The opportunities "that TPS gave us made a big difference, and not only for ourselves, but to be able to send money back to our families in El Salvador who depend a lot on us," Bonilla said. "The impact of not having TPS is not just how it will affect those of us here, but how it will affect very badly the families we have been supporting back in El Salvador."
Losing temporary protected status is tantamount to large numbers of Salvadorans here eventually losing jobs that require documentation of legal residency, Bonilla emphasized.
That, in turn, she predicted, will often lead to "unjust wages and exploitation" as Salvadoran workers seek to slip under labor law radar. Wages will drop and benefits will disappear, she said, and countless employers will be forced to replace key, long-term employees.
"Some employers are already asking, 'What are you going to do?' " of friends and relatives, Bonilla said.
Active in several ministries for a number of years as a volunteer before becoming a staff member at Dolores Mission in 2013, Bonilla said she appreciates the outspoken support for Hispanic/Latino immigrants and others by Los Angeles Archbishop José Gomez, Pope Francis and other church leaders.
"For me as a layperson and a Catholic and someone very involved in the church, it is very important for me to hear from our church leaders — that they care about immigrants and want to support us," Bonilla said.
Homeland Security has also announced termination of temporary protected status for Nicaraguans and Haitians. On Jan. 31 the department announced extension of protected status for Syria. DHS also revealed in January that temporary work visas (known as H-2A and H-2B visas) would no longer be issued for persons from Haiti, Belize and Samoa.
The Jan. 8 Homeland Security statement on ending protected status for Salvadorans underscored that the department had "conducted extensive outreach to Salvadoran communities throughout the country" including "community forums on TPS, panel discussions with Salvadoran community organizers, stakeholder teleconferences, regular meetings with TPS beneficiaries, news releases to the Salvadoran community, meetings with Salvadoran government officials, meetings at local churches, and listening sessions."
However, "No one from the Department of Homeland Security has reached out to our office for any kind of effort" for consultation, wrote Cuevas, the Los Angeles Archdiocese's associate director of immigration affairs, in an email to NCR.
"We did organize a campaign together with the (Los Angeles) consulate of El Salvador when the news of ending TPS was made, and there was no mention during any of our planning or informational sessions about this kind of outreach from DHS with the consulate," he said.

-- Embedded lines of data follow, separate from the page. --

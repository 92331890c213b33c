//!
//! # GDSII Stream-Format Parser & Writer
//!
//! Reading and writing of GDSII, the IC industry's de facto standard for layout data interchange.
//! Data is kept on GDSII's own terms: integer database-unit coordinates,
//! named structs, and element types named after their records.
//!
//! Layout data takes three forms:
//!
//! * A short tree. A [GdsLibrary] holds [GdsStruct]s, each of which holds [GdsElement]s:
//!   polygons ([GdsBoundary]), wires ([GdsPath]), labels ([GdsTextElem]),
//!   and instances of other structs ([GdsStructRef], [GdsArrayRef]).
//! * A flat sequence of [GdsRecord]s, marking the start, content, and end of each tree node.
//! * The binary stream: each record as a big-endian length, record-type, data-type, and payload.
//!
//! Decoding is strict. Records outside the supported subset,
//! such as nodes, boxes, and properties, fail with [GdsError::Unsupported].
//!
//! ## Usage
//!
//! ```
//! use gdsrstream::{GdsBoundary, GdsLibrary, GdsPoint, GdsStruct};
//!
//! let mut lib = GdsLibrary::new("mylib");
//! let mut cell = GdsStruct::new("mycell");
//! cell.elems.push(
//!     GdsBoundary {
//!         layer: 1,
//!         datatype: 0,
//!         xy: GdsPoint::vec(&[(0, 0), (0, 10), (10, 10), (10, 0), (0, 0)]),
//!     }
//!     .into(),
//! );
//! lib.structs.push(cell);
//!
//! let bytes = lib.to_bytes().unwrap();
//! let lib2 = GdsLibrary::from_bytes(&bytes).unwrap();
//! assert_eq!(lib, lib2);
//! ```
//!
//! Each node of the tree is also [serde]-serializable, to and from JSON, YAML, and TOML.
//!

pub mod data;
pub use data::*;

pub mod read;
pub use read::*;

pub mod write;
pub use write::*;

#[cfg(test)]
mod tests;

The DHS release clearly shifted any responsibility for any reprieve or relief for the protected status elimination to lawmakers.
"Only Congress can legislate a permanent solution addressing the lack of an enduring lawful immigration status of those currently protected by TPS who have lived and worked in the United States for many years," it stated. "The 18-month delayed termination will allow Congress time to craft a potential legislative solution."
As of Feb. 12, a DHS spokesperson had not responded to questions about potential extension of the temporary protected status termination deadline or requests for documentation and details on its consultation process.
"I just want people to know about how important it is to be united as an immigrant community, as a Latino community — to support each other in this difficult time, to support each other as a Christian community, but also as immigrants. We need to work together," Bonilla said. "We are all children of God, and so the pain that somebody is feeling who doesn't have documents, is our pain, too."
*This story has been updated to clarify a sentence about Bonilla's siblings.